が、ふと愛がわれに返ったように真顔になると、確かめるように質問する。

 「ね、ねえ、わたしたちって、どういう風に見えるのかな?」

 「どうして?」

 「さっきから随分と見られているような気がするんだけど……」

 それは思い過ごしでも何でもなかった。

 ゆっくりと確認するように周囲に目をやった時守は、自分たちに突き刺さる、複数の好奇の視線を感じ取る。

 人目を気にすること無く熱い抱擁を交わすカップル……それが孫ほどの年の差がある不自然なものとなれば、向けられた視線がどんな意味を持っているかは想像がついた。

 時守は納得したようにうなずくと、皆が思っているであろう、ありのままの心の声を素直に伝えた。

 「みんな羨ましがってるみたいだ」

 「……じゃあ、もう少しこのままでいさせて」

 愛は悪戯っぽくそう言うと、ささやかな優越感を見せつけるように、再び老人の胸に顔を押し付けた。

 とても懐かしくて心地が良かった……愛は陽だまりの中にいるように目を細め、時守はそんな彼女の肩を優しく叩き続けやった。

 満たされた空気の中、愛はふと大切なことを思い出すと、時守を見上げた。

 「ね、ねえ、ところでアイスクリームは?」

 当初の目的を思い出してしまった愛に、時守はバツの悪そうな表情を浮かべてみせる。

 「もう片方の手にあるが、見ない方がいい?」

 「どういうこと?」

 時守から身を乗り出すように『もう片方の手』をのぞき込んだ愛が、かつてはアイスクリームだったものの変わり果てた姿に悲鳴を上げた。

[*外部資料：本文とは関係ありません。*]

//! Prompt assembly for intent resolution.

use super::types::{ChatTurn, IntentRequest};
use crate::catalog::catalog_json;
use crate::config::Prompts;
use serde_json::Value;
use std::collections::HashMap;

/// Builds the text sent to the model for a request.
#[derive(Debug, Clone)]
pub struct PromptBuilder {
    prompts: Prompts,
    pixels_per_second: u32,
}

impl PromptBuilder {
    /// Create a prompt builder from loaded prompt templates.
    pub fn new(prompts: Prompts) -> Self {
        Self {
            prompts,
            pixels_per_second: 100,
        }
    }

    /// Set the default timeline scale the model is told to assume.
    pub fn with_pixels_per_second(mut self, pixels_per_second: u32) -> Self {
        self.pixels_per_second = pixels_per_second;
        self
    }

    /// Prompt for the first pass: policy, tools, history, editor state, message.
    pub fn build(&self, request: &IntentRequest) -> String {
        let mut sections = vec![
            self.preamble(),
            section("Available tools", &catalog_json()),
            section("Conversation so far", &format_history(&request.chat_history)),
        ];

        if !request.mentioned_scrubber_ids.is_empty() {
            sections.push(section(
                "Mentioned scrubbers",
                &request.mentioned_scrubber_ids.join(", "),
            ));
        }

        sections.extend(editor_sections(request));
        sections.push(section("User message", &request.message));
        sections.join("\n\n")
    }

    /// Prompt for the forced second pass.
    ///
    /// Carries the draft reply from the first pass and leaves out the chat
    /// history.
    pub fn build_retry(&self, request: &IntentRequest, draft: &str) -> String {
        let mut vars = HashMap::new();
        vars.insert("draft".to_string(), draft.to_string());
        vars.insert("message".to_string(), request.message.clone());
        let instruction = self.prompts.render_with_custom(&self.prompts.intent.retry, &vars);

        let mut sections = vec![
            self.preamble(),
            section("Available tools", &catalog_json()),
        ];

        if !request.mentioned_scrubber_ids.is_empty() {
            sections.push(section(
                "Mentioned scrubbers",
                &request.mentioned_scrubber_ids.join(", "),
            ));
        }

        sections.extend(editor_sections(request));
        sections.push(section("User message", &request.message));
        sections.push(section("Your previous reply", &instruction));
        sections.join("\n\n")
    }

    fn preamble(&self) -> String {
        let mut vars = HashMap::new();
        vars.insert(
            "pixels_per_second".to_string(),
            self.pixels_per_second.to_string(),
        );
        self.prompts.render_with_custom(&self.prompts.intent.system, &vars)
    }
}

fn section(title: &str, body: &str) -> String {
    format!("## {}\n{}", title, body)
}

fn editor_sections(request: &IntentRequest) -> Vec<String> {
    let timeline = request
        .timeline_state
        .as_ref()
        .map(Value::to_string)
        .unwrap_or_else(|| "(not provided)".to_string());

    let media_bin = if request.mediabin_items.is_empty() {
        "(empty)".to_string()
    } else {
        Value::Array(request.mediabin_items.clone()).to_string()
    };

    vec![section("Timeline state", &timeline), section("Media bin", &media_bin)]
}

fn format_history(history: &[ChatTurn]) -> String {
    if history.is_empty() {
        return "(no previous messages)".to_string();
    }

    history
        .iter()
        .map(|turn| format!("{}: {}", turn.role, turn.content))
        .collect::<Vec<_>>()
        .join("\n")
}

#[cfg(test)]
mod tests {
    use super::*;
    use crate::intent::types::ChatRole;
    use serde_json::json;

    fn request() -> IntentRequest {
        IntentRequest {
            message: "put cardboard on track 2".to_string(),
            mentioned_scrubber_ids: vec!["scrubber-7".to_string()],
            timeline_state: Some(json!({ "tracks": [{ "id": "track-0", "scrubbers": [] }] })),
            mediabin_items: vec![json!({ "id": "m1", "name": "Cardboard.mp4" })],
            chat_history: vec![
                ChatTurn {
                    role: ChatRole::User,
                    content: "first question".to_string(),
                },
                ChatTurn {
                    role: ChatRole::Assistant,
                    content: "first answer".to_string(),
                },
            ],
        }
    }

    #[test]
    fn test_build_contains_every_part() {
        let prompt = PromptBuilder::new(Prompts::default()).build(&request());

        assert!(prompt.contains("use 100"));
        assert!(!prompt.contains("{{pixels_per_second}}"));
        assert!(prompt.contains("\"name\":\"AddMediaByName\""));
        assert!(prompt.contains("scrubber-7"));
        assert!(prompt.contains("track-0"));
        assert!(prompt.contains("Cardboard.mp4"));
        assert!(prompt.ends_with("## User message\nput cardboard on track 2"));
    }

    #[test]
    fn test_history_oldest_first() {
        let prompt = PromptBuilder::new(Prompts::default()).build(&request());
        let first = prompt.find("user: first question").unwrap();
        let second = prompt.find("assistant: first answer").unwrap();
        assert!(first < second);
    }

    #[test]
    fn test_missing_snapshots() {
        let prompt = PromptBuilder::new(Prompts::default()).build(&IntentRequest::new("hello"));
        assert!(prompt.contains("(no previous messages)"));
        assert!(prompt.contains("## Timeline state\n(not provided)"));
        assert!(prompt.contains("## Media bin\n(empty)"));
        assert!(!prompt.contains("Mentioned scrubbers"));
    }

    #[test]
    fn test_custom_scale() {
        let prompt = PromptBuilder::new(Prompts::default())
            .with_pixels_per_second(40)
            .build(&IntentRequest::new("hello"));
        assert!(prompt.contains("use 40"));
    }

    #[test]
    fn test_retry_omits_history() {
        let prompt = PromptBuilder::new(Prompts::default())
            .build_retry(&request(), "I will add Cardboard.mp4 to track 2.");

        assert!(prompt.contains("I will add Cardboard.mp4 to track 2."));
        assert!(!prompt.contains("first question"));
        assert!(!prompt.contains("Conversation so far"));
        assert!(prompt.contains("\"name\":\"AddMediaByName\""));
        assert!(prompt.contains("put cardboard on track 2"));
    }

    #[test]
    fn test_retry_keeps_draft_verbatim() {
        let draft = "Use {{message}} at {{pixels_per_second}} px/s";
        let prompt = PromptBuilder::new(Prompts::default()).build_retry(&request(), draft);
        assert!(prompt.contains(draft));
    }
}
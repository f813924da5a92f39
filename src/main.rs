//! Cutline CLI entry point.

use anyhow::Result;
use clap::Parser;
use cutline::cli::{commands, Cli, Commands};
use cutline::config::Settings;
use tracing_subscriber::{layer::SubscriberExt, util::SubscriberInitExt, EnvFilter};

#[tokio::main]
async fn main() -> Result<()> {
    let cli = Cli::parse();

    // Load configuration
    let settings = match &cli.config {
        Some(path) => Settings::load_from(Some(&Settings::expand_path(path)))?,
        None => Settings::load()?,
    };

    // Initialize logging; -v flags win over general.log_level
    let log_level = match cli.verbose {
        0 => settings.general.log_level.as_str(),
        1 => "info",
        2 => "debug",
        _ => "trace",
    };

    tracing_subscriber::registry()
        .with(EnvFilter::new(
            std::env::var("RUST_LOG").unwrap_or_else(|_| format!("cutline={}", log_level)),
        ))
        .with(tracing_subscriber::fmt::layer().with_target(false))
        .init();

    // Execute command
    match &cli.command {
        Commands::Serve { host, port } => {
            commands::run_serve(host.as_deref(), *port, settings).await?;
        }

        Commands::Ask {
            message,
            timeline,
            media_bin,
            json,
        } => {
            commands::run_ask(
                message,
                timeline.as_deref(),
                media_bin.as_deref(),
                *json,
                settings,
            )
            .await?;
        }

        Commands::Tools { json } => {
            commands::run_tools(*json)?;
        }

        Commands::Doctor => {
            commands::run_doctor(&settings)?;
        }

        Commands::Config { action } => {
            commands::run_config(action, settings)?;
        }
    }

    Ok(())
}
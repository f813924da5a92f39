//! CLI output formatting utilities.

use crate::catalog::{PropertyType, ToolDescriptor};
use crate::intent::ResolvedIntent;
use console::style;
use indicatif::{ProgressBar, ProgressStyle};

/// Output helper for CLI formatting.
pub struct Output;

impl Output {
    /// Print an info message.
    pub fn info(msg: &str) {
        println!("{} {}", style(">>").cyan().bold(), msg);
    }

    /// Print a success message.
    pub fn success(msg: &str) {
        println!("{} {}", style(">>").green().bold(), msg);
    }

    /// Print a warning message.
    pub fn warning(msg: &str) {
        eprintln!("{} {}", style(">>").yellow().bold(), msg);
    }

    /// Print an error message.
    pub fn error(msg: &str) {
        eprintln!("{} {}", style(">>").red().bold(), msg);
    }

    /// Print a header.
    pub fn header(msg: &str) {
        println!("\n{}", style(msg).bold().underlined());
    }

    /// Print a key-value pair.
    pub fn kv(key: &str, value: &str) {
        println!("  {}: {}", style(key).dim(), value);
    }

    /// Print a tool with its arguments.
    pub fn tool(tool: &ToolDescriptor) {
        println!("  {} {}", style("*").cyan(), style(tool.name).bold());
        println!("    {}", content_preview(tool.description, 100));

        let schema = &tool.argument_schema;
        for prop in &schema.properties {
            let marker = if schema.required.contains(&prop.name) {
                style("required").yellow()
            } else {
                style("optional").dim()
            };
            println!(
                "      {} {} ({})",
                style(prop.name).cyan(),
                type_name(prop.kind),
                marker
            );
        }
    }

    /// Print a resolved intent.
    pub fn intent(intent: &ResolvedIntent) {
        match intent {
            ResolvedIntent::ToolCall(call) => {
                println!(
                    "\n{} {}",
                    style("Tool call:").green().bold(),
                    style(&call.function_name).bold()
                );
                for (key, value) in &call.arguments {
                    Output::kv(key, &value.to_string());
                }
                println!();
            }
            ResolvedIntent::Message(text) => {
                println!("\n{}\n", text);
            }
        }
    }

    /// Create a spinner.
    pub fn spinner(msg: &str) -> ProgressBar {
        let pb = ProgressBar::new_spinner();
        pb.set_style(
            ProgressStyle::default_spinner()
                .template("{spinner:.green} {msg}")
                .unwrap_or_else(|_| ProgressStyle::default_spinner()),
        );
        pb.set_message(msg.to_string());
        pb.enable_steady_tick(std::time::Duration::from_millis(100));
        pb
    }
}

fn type_name(kind: PropertyType) -> &'static str {
    match kind {
        PropertyType::String => "string",
        PropertyType::Integer => "integer",
        PropertyType::Number => "number",
        PropertyType::Boolean => "boolean",
        PropertyType::StringArray => "string[]",
    }
}

/// Truncate content with ellipsis.
fn content_preview(content: &str, max_len: usize) -> String {
    let content = content.replace('\n', " ");
    if content.chars().count() <= max_len {
        content
    } else {
        let cut: String = content.chars().take(max_len).collect();
        format!("{}...", cut)
    }
}

#[cfg(test)]
mod tests {
    use super::*;

    #[test]
    fn test_content_preview() {
        assert_eq!(content_preview("short", 10), "short");
        assert_eq!(content_preview("line one\nline two", 100), "line one line two");
        assert_eq!(content_preview("abcdefghij", 4), "abcd...");
    }
}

 「ひどーい、ぐちゃぐちゃじゃない! しかも間違ってるし……」

 「人選ミスだ」

 恨めしげに見上げる愛に、時守はぽつりと答えていた。

 「…………」

 居心地の悪そうな老人の表情に、愛は思わず吹き出してしまう。

 溶けていくアイスクリームの冷たさを我慢しながら、自分に真剣に語っていたのだと想像すると、なおさらおかしくなって笑いが止まらない。

 その笑いに釣りこまれるように時守も口元を綻ばすと、二人は周囲を気にすることも無く笑い合った。

 二人から少し離れたウッドデッキでは、破壊され息も絶え絶えになった愛の携帯が、虚しく着信の振動を続けていた。